═════ MATERIAL FOR THIS EXERCISE

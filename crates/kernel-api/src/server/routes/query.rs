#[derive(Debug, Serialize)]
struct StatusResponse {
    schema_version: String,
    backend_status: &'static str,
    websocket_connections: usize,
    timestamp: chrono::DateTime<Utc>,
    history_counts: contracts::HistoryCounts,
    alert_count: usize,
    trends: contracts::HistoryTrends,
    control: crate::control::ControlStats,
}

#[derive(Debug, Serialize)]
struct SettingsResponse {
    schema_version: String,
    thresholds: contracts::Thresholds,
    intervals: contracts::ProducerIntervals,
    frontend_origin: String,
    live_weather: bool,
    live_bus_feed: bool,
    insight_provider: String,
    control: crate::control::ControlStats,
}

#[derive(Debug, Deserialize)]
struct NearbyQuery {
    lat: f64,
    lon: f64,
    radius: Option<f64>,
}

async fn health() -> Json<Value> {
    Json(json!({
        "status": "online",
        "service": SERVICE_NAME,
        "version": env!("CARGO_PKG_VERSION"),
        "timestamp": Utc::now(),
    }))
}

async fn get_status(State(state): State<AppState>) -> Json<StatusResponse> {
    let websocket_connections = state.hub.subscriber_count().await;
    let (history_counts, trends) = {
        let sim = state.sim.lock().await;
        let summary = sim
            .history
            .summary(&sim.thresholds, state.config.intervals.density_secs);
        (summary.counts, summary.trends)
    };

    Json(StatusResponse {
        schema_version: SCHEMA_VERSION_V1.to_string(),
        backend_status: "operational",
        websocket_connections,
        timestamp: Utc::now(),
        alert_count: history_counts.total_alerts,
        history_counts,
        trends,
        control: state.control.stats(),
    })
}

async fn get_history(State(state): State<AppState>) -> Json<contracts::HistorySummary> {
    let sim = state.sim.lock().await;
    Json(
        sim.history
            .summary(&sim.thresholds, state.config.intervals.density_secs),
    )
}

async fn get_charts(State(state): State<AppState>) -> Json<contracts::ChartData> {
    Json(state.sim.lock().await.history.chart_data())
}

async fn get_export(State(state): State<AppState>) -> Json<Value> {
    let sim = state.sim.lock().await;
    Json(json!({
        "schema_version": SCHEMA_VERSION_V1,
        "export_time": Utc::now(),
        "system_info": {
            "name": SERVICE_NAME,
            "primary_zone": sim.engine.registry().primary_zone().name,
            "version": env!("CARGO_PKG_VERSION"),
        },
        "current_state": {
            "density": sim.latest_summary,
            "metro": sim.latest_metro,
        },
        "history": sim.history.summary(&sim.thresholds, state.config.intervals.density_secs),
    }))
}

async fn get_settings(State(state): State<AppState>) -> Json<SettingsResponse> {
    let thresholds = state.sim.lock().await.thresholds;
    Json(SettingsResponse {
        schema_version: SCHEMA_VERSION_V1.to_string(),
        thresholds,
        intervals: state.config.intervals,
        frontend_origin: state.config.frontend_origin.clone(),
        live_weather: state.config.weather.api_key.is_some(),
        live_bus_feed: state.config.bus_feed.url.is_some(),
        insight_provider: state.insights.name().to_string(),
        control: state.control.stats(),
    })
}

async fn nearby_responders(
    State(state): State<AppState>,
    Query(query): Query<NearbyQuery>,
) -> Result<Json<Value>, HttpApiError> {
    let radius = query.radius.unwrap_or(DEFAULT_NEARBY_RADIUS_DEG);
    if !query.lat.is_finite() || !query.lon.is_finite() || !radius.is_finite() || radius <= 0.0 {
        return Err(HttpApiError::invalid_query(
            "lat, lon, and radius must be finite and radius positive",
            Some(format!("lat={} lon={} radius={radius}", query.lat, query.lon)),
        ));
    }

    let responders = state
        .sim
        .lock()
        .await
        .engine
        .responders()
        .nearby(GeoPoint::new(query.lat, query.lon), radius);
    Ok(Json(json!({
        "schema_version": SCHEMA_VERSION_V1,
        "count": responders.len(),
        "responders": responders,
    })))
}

══════════

**YOUR ASSIGNMENT:**
Wherever a line in the entries above holds "thresholds", copy that line.

**EXERCISE RESULT:**
    thresholds: contracts::Thresholds,
            .summary(&sim.thresholds, state.config.intervals.density_secs);
            .summary(&sim.thresholds, state.config.intervals.density_secs),
        "history": sim.history.summary(&sim.thresholds, state.config.intervals.density_secs),
    let thresholds = state.sim.lock().await.thresholds;
        thresholds,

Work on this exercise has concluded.